Concurrence chinoise
Si, après l’effondrement du communisme, l’élargissement de l’OTAN à l’Est a sans doute eu pour fonction de dévitaliser les mécanismes de fonctionnement de l’UE, la capacité des États-Unis à s’ériger en seul hégémon régional et à entraver les autres acteurs désireux d’en faire autant a trouvé une nouvelle confirmation dans la représentation des « trois Méditerranées » identifiées par Yves Lacoste : l’américaine, avant-poste de l’expansionnisme dans l’Atlantique et le Pacifique ; l’européenne, facilitée par l’aplatissement des oligarchies continentales et la pénétration de la politique du « diviser pour régner » sur ses rives méridionales ; l’asiatique, où les États-Unis se sont imposés dans le passé aux dépens du Japon et sont aujourd’hui concurrencés par la Chine. Dans ce dernier cas, la collaboration avec les pays de second rang de la région (qui ne veulent pas se retrouver dans l’orbite d’influence de Pékin) est configurée comme une tentative de réponse aux itinéraires de la nouvelle route de la soie, un signe significatif non seulement d’ouverture au capital et au commerce international, mais aussi d’un changement radical de perspective en ce qui concerne l’attention portée à l’importance de la mer.
Conclusions
L’ouvrage de Ghisetti, qui n’est pas toujours lisse sur le plan stylistique, est enrichi par l’analyse des documents stratégiques anglo-américains rédigés en 2020-21, qui laissent présager une remise en question de l’effort d’intégration continentale et de coopération entre la Russie, la Chine et (à l’arrière-plan) l’Iran, le tout assorti du renforcement express des forces militaires ukrainiennes, comme autant de « prolongements » naturels d’un processus de déstabilisation initié à la fin de la guerre froide dans l’espace eurasiatique et dans le Caucase, « cœur de la terre » potentiellement menaçant pour les équilibres existants.

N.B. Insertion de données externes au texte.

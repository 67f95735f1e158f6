// SPDX-FileCopyrightText: 2026 The iiomon developers
//
// SPDX-License-Identifier: Apache-2.0 OR MIT

use crate::common::{emit_error, ConfigOpts, EmitOpts};
use clap::Parser;
use iiomon::VolumeConfig;

#[derive(Debug, Parser)]
#[command(aliases(["cfg"]))]
pub struct Opts {
    #[command(flatten)]
    config: ConfigOpts,

    #[command(flatten)]
    emit: EmitOpts,
}

pub fn cmd(opts: &Opts) -> bool {
    match opts.config.load() {
        Ok(cfg) => {
            emit_config(&cfg, &opts.emit);
            true
        }
        Err(e) => {
            emit_error(&opts.emit, &e);
            false
        }
    }
}

fn emit_config(cfg: &VolumeConfig, opts: &EmitOpts) {
    #[cfg(feature = "json")]
    if opts.json {
        match serde_json::to_string(cfg) {
            Ok(s) => println!("{s}"),
            Err(e) => eprintln!("{e}"),
        }
        return;
    }
    #[cfg(not(feature = "json"))]
    let _ = opts;
    println!("{cfg}");
}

Accusée de déterminisme et parfois même de cautionner des « pulsions » autoritaires, la géopolitique apparaît à l’heure de la mondialisation comme une discipline plus à même – comme l’affirme également l’auteur – de fournir des outils appréciables de compréhension et de prévision des actions des acteurs politiques, en partie encore conditionnées par l’influence des classiques.